Corría el año 1967, Independiente acababa de consagrarse bicampeón de América al ganar las copas Libertadores en 1964 y 1965. No hizo falta juramentarte nada viejo, por más que estemos lejos, que no vivamos más bajo el mismo techo, el apellido que me diste y el amor por el Rojo nada ni nadie lo iba a poder cambiar.  Fue tu única y preciada herencia, que guardaría como un tesoro aferrándome a ella como forma de tenerte cerca.

Recuerdo aquel día frío y gris del otoño del 1967 en que partimos con la vieja mudándonos al centro, la convivencia entre mis viejos era insostenible.
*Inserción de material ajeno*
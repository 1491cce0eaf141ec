// ============================================================================
// SELECTION & CLIPBOARD — rectangular selection, copy/paste with clipping
// ============================================================================

use crate::canvas::{CellBuffer, CellPatch, GRID};

// ---------------------------------------------------------------------------
//  Selection rectangle
// ---------------------------------------------------------------------------

/// A rectangular selection in window (grid) coordinates.
///
/// Invariant: `x1 <= x2`, `y1 <= y2`, all four in [0, 15]. "No selection" is
/// represented by the editor holding `Option<SelectionRect>::None`, not by a
/// sentinel inside the rectangle; a malformed rectangle reaching copy/paste
/// is a programmer error and asserts.
#[derive(Clone, Copy, Debug, PartialEq, Eq)]
pub struct SelectionRect {
    pub x1: i32,
    pub y1: i32,
    pub x2: i32,
    pub y2: i32,
}

impl SelectionRect {
    /// Single-cell selection, the pointer-down seed.
    pub fn cell(x: i32, y: i32) -> Self {
        let x = x.clamp(0, GRID - 1);
        let y = y.clamp(0, GRID - 1);
        Self { x1: x, y1: y, x2: x, y2: y }
    }

    /// Selection spanning two corners in any order. Each coordinate is
    /// clamped into the window, then the pair is normalized.
    pub fn span(ax: i32, ay: i32, bx: i32, by: i32) -> Self {
        let ax = ax.clamp(0, GRID - 1);
        let ay = ay.clamp(0, GRID - 1);
        let bx = bx.clamp(0, GRID - 1);
        let by = by.clamp(0, GRID - 1);
        Self {
            x1: ax.min(bx),
            y1: ay.min(by),
            x2: ax.max(bx),
            y2: ay.max(by),
        }
    }

    pub fn width(&self) -> usize {
        (self.x2 - self.x1 + 1) as usize
    }

    pub fn height(&self) -> usize {
        (self.y2 - self.y1 + 1) as usize
    }

    fn assert_well_formed(&self) {
        debug_assert!(
            self.x1 <= self.x2
                && self.y1 <= self.y2
                && self.x1 >= 0
                && self.y1 >= 0
                && self.x2 < GRID
                && self.y2 < GRID,
            "malformed selection {self:?}"
        );
    }
}

// ---------------------------------------------------------------------------
//  Copy / paste
// ---------------------------------------------------------------------------

/// Snapshot the buffer sub-rectangle under `sel`, offset by the viewport
/// `origin`. The returned patch is the clipboard's content: it owns its
/// cells and outlives both the selection and later viewport moves.
pub fn copy(buffer: &CellBuffer, origin: (i32, i32), sel: SelectionRect) -> CellPatch {
    sel.assert_well_formed();
    buffer.sub_rect(origin.0 + sel.x1, origin.1 + sel.y1, sel.width(), sel.height())
}

/// Blit `clip` at the selection's top-left corner in buffer coordinates.
/// The blit is clipped so it never writes outside the visible 16×16 window:
/// each dimension loses `max(0, sel_origin + clip_dimension - 16)` cells.
/// Returns `false` when the clipped region is empty and nothing was written.
pub fn paste(buffer: &mut CellBuffer, origin: (i32, i32), sel: SelectionRect, clip: &CellPatch) -> bool {
    sel.assert_well_formed();

    let w = clip.width() as i32 - (sel.x1 + clip.width() as i32 - GRID).max(0);
    let h = clip.height() as i32 - (sel.y1 + clip.height() as i32 - GRID).max(0);
    if w <= 0 || h <= 0 {
        return false;
    }

    let block = clip.crop(w as usize, h as usize);
    buffer.blit(origin.0 + sel.x1, origin.1 + sel.y1, &block);
    true
}

// ============================================================================
// TESTS
// ============================================================================

#[cfg(test)]
mod tests {
    use super::*;
    use crate::canvas::{BUFFER_CELLS, Cell};

    fn numbered_buffer() -> CellBuffer {
        let mut buf = CellBuffer::new(BUFFER_CELLS, BUFFER_CELLS);
        for y in 0..GRID {
            for x in 0..GRID {
                buf.set(x, y, (y * GRID + x) as Cell);
            }
        }
        buf
    }

    #[test]
    fn span_clamps_and_normalizes() {
        // Drag from (0,0) off-grid to (20,20): clamps to the full window.
        let sel = SelectionRect::span(0, 0, 20, 20);
        assert_eq!(sel, SelectionRect { x1: 0, y1: 0, x2: 15, y2: 15 });

        // Reversed corners normalize.
        let sel = SelectionRect::span(9, 2, 3, 7);
        assert_eq!(sel, SelectionRect { x1: 3, y1: 2, x2: 9, y2: 7 });
    }

    #[test]
    fn copy_snapshots_the_selected_sub_rectangle() {
        let buf = numbered_buffer();
        let sel = SelectionRect::span(2, 3, 4, 5);
        let clip = copy(&buf, (0, 0), sel);
        assert_eq!(clip.width(), 3);
        assert_eq!(clip.height(), 3);
        assert_eq!(clip.get(0, 0), (3 * GRID + 2) as Cell);
        assert_eq!(clip.get(2, 2), (5 * GRID + 4) as Cell);
    }

    #[test]
    fn copy_respects_viewport_offset() {
        let mut buf = CellBuffer::new(BUFFER_CELLS, BUFFER_CELLS);
        buf.set(40 + 1, 8 + 1, 9);
        let clip = copy(&buf, (40, 8), SelectionRect::span(0, 0, 2, 2));
        assert_eq!(clip.get(1, 1), 9);
    }

    #[test]
    fn paste_writes_at_selection_origin() {
        let mut buf = CellBuffer::new(BUFFER_CELLS, BUFFER_CELLS);
        let clip = CellPatch::filled(2, 2, 6);
        assert!(paste(&mut buf, (0, 0), SelectionRect::cell(4, 5), &clip));
        assert_eq!(buf.get(4, 5), 6);
        assert_eq!(buf.get(5, 6), 6);
        assert_eq!(buf.get(6, 7), 0);
    }

    #[test]
    fn paste_clips_to_the_window_edge() {
        let mut buf = numbered_buffer();
        let pristine = buf.clone();
        let clip = CellPatch::filled(10, 10, 99);

        assert!(paste(&mut buf, (0, 0), SelectionRect::cell(14, 14), &clip));

        // Only the 2×2 corner lands; nothing outside the window is touched.
        for y in 0..BUFFER_CELLS {
            for x in 0..BUFFER_CELLS {
                let pasted = (14..GRID).contains(&x) && (14..GRID).contains(&y);
                let expect = if pasted { 99 } else { pristine.get(x, y) };
                assert_eq!(buf.get(x, y), expect, "cell ({x}, {y})");
            }
        }
    }

    #[test]
    fn paste_clips_against_window_not_buffer() {
        // With the viewport away from the buffer edge, clipping still honors
        // the window boundary at grid coordinate 16.
        let mut buf = CellBuffer::new(BUFFER_CELLS, BUFFER_CELLS);
        let clip = CellPatch::filled(4, 4, 5);
        assert!(paste(&mut buf, (64, 64), SelectionRect::cell(15, 15), &clip));
        assert_eq!(buf.get(64 + 15, 64 + 15), 5);
        assert_eq!(buf.get(64 + 16, 64 + 15), 0);
        assert_eq!(buf.get(64 + 15, 64 + 16), 0);
    }
}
Años más tarde, escribiría unos tristes versos:

“Dos rostros duros los de mis padres, en el momento de aquel adiós, una respuesta busqué en mi hermano ¿Por qué nosotros, por qué mi Dios?”

Fue sin dudas allí querido Rojo que te juré amor eterno, porque en vos, detrás de tus colores estaban los de nuestra sangre, estaba la del viejo que perdía, aquel hombre callado de mirada severa y triste, que me buscaba cada fin de semana  y que podía ser tan dulce y tierno cuando me contaba los cuentos del sapo bocón por las noches antes de dormir.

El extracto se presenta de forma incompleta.